Supongamos que al frente de un proceso político X, hay una claque de mangantes, buenos para nada con incontables fracasos por su incapacidad de reconocer la O por lo redondo. Pero después de, por ejemplo, 25 años, el enemigo que combaten los mangantes se trastabilla y pierde el poder. La épica pueril dirá que el desenlace es producto de “una trayectoria histórica de luchas”, es decir, sacralizará sus burradas.

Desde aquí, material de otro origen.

//! Error type for the secure wrappers

use uplift_core::SecurityError;

pub type ToolResult<T> = Result<T, ToolError>;

/// Errors raised by a wrapper or the primitive behind it
///
/// `Security` means the input was refused before any side effect. Every
/// other variant is an ordinary failure of the wrapped operation.
#[derive(Debug, thiserror::Error)]
pub enum ToolError {
    /// Invalid arguments provided to the tool
    #[error("Invalid arguments: {0}")]
    InvalidArguments(String),

    /// The wrapped operation failed
    #[error("Execution failed: {0}")]
    ExecutionFailed(String),

    /// The wrapped operation ran past its deadline
    #[error("Execution timed out after {seconds}s")]
    Timeout { seconds: u64 },

    #[error("Not found: {0}")]
    NotFound(String),

    #[error(transparent)]
    Security(#[from] SecurityError),

    #[error("IO error: {0}")]
    Io(#[from] std::io::Error),

    #[error("JSON error: {0}")]
    Json(#[from] serde_json::Error),

    #[error("SQLite error: {0}")]
    Sql(#[from] rusqlite::Error),

    #[error("Other error: {0}")]
    Other(String),
}

impl ToolError {
    pub fn error_code(&self) -> &'static str {
        match self {
            Self::InvalidArguments(_) => "UPLIFT_TOOL_ARGUMENTS",
            Self::ExecutionFailed(_) => "UPLIFT_TOOL_EXECUTION",
            Self::Timeout { .. } => "UPLIFT_TOOL_TIMEOUT",
            Self::NotFound(_) => "UPLIFT_TOOL_NOT_FOUND",
            Self::Security(err) => err.error_code(),
            Self::Io(_) => "UPLIFT_TOOL_IO",
            Self::Json(_) => "UPLIFT_TOOL_JSON",
            Self::Sql(_) => "UPLIFT_TOOL_SQL",
            Self::Other(_) => "UPLIFT_TOOL_OTHER",
        }
    }

    pub fn is_security_violation(&self) -> bool {
        matches!(self, Self::Security(err) if err.is_security_violation())
    }

    /// The security error, when this failure was a refusal
    pub fn as_security(&self) -> Option<&SecurityError> {
        match self {
            Self::Security(err) => Some(err),
            _ => None,
        }
    }
}

#[cfg(test)]
mod tests {
    use super::*;
    use uplift_core::CommandRisk;

    #[test]
    fn test_timeout_is_not_a_security_violation() {
        let err = ToolError::Timeout { seconds: 120 };
        assert!(!err.is_security_violation());
        assert_eq!(err.error_code(), "UPLIFT_TOOL_TIMEOUT");
        assert!(err.as_security().is_none());
    }

    #[test]
    fn test_security_error_keeps_its_code() {
        let err: ToolError = SecurityError::CommandRejected {
            command: "rm -rf /".into(),
            risk: CommandRisk::Forbidden,
            reason: "command 'rm' is forbidden".into(),
        }
        .into();
        assert!(err.is_security_violation());
        assert_eq!(err.error_code(), "UPLIFT_COMMAND_REJECTED");
        assert!(err.to_string().contains("rm"));
    }
}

Con la deriva de la oposición chilena, Pinochet hubiera muerto en el poder como Castro.
La derrota de la dictadura en el plebiscito de 1989 no fue obra de la “trayectoria histórica de luchas” ni ninguna otra zarandaja, sino de que los opositores cambiaron radicalmente de mentalidad, rompieron con todo lo que habían hecho y viraron en 180º. De persistir en el camino, hubieran seguido su fracaso. La manía de que los fenómenos son producto inevitable de las condiciones y de fuerzas históricas indetenibles se llama historicismo
(he oído incluso alfabetas decir que Hitler, Stalin o Mao fueron “históricamente necesarios”).
En la Edad Media éramos simples ejecutantes de una partitura escrita por Dios. Lo que pasaba era necesario porque Él lo quería. San Agustín murió aterrado de que su alma estuviera condenada desde la eternidad y que todo lo que hizo para salvarse fuera inútil. En la visión moderna, la ciencia y la pseudociencia quieren ocupar el lugar de Dios y prescriben que la realidad es cognoscible y predecible. Hegel y Marx, creadores de cienciologías,
nos enseñaron a pensar en predestinaciones sociales, vicio que estorba entender lo político.
Destino final
Al estilo medieval, el sino de la Humanidad era ineluctable y habría un Fin de la Historia. Para Hegel el triunfo de la Justicia y la razón, el Espíritu Absoluto. Según Marx el socialismo-comunismo, luego de pasar los estadios avanzados de la sociedad capitalista, tal como ésta se desarrolló de manera natural en el régimen feudal, en una secuencia nieta-madre-abuela.
La violencia política era la simple partera de una criatura que ya estaba en el vientre de la historia. Cuando los comunistas hacían política, actuaban a nombre de la necesidad del parto, eran actores inconscientes de fuerzas ciegas, de condiciones materiales todopoderosas que conducirían a un destino inevitable. Los países industriales pasarían ineluctablemente al socialismo-comunismo en los hombros de la mayoría, el proletariado. Pero en Europa, después de conflictos y escarceos, la revolución fracasa y la destierra al Asia el mismo proletariado que debía amarla.
Lenin hace la primera revolución comunista, y Mao más tarde hace la segunda contra las previsiones de Marx, en países donde no había condiciones tal como él las concebía. Y demuestran que éstas no preexisten y son creación de la voluntad de poder, capaz de cambiar el destino y reírse de los profetas del futuro. 70 años después, contra las profecías, la humanidad presencia el hundimiento del mundo feliz, cuando horror derriba el muro de Berlín. Todavía hay sonámbulos que sueñan revoluciones.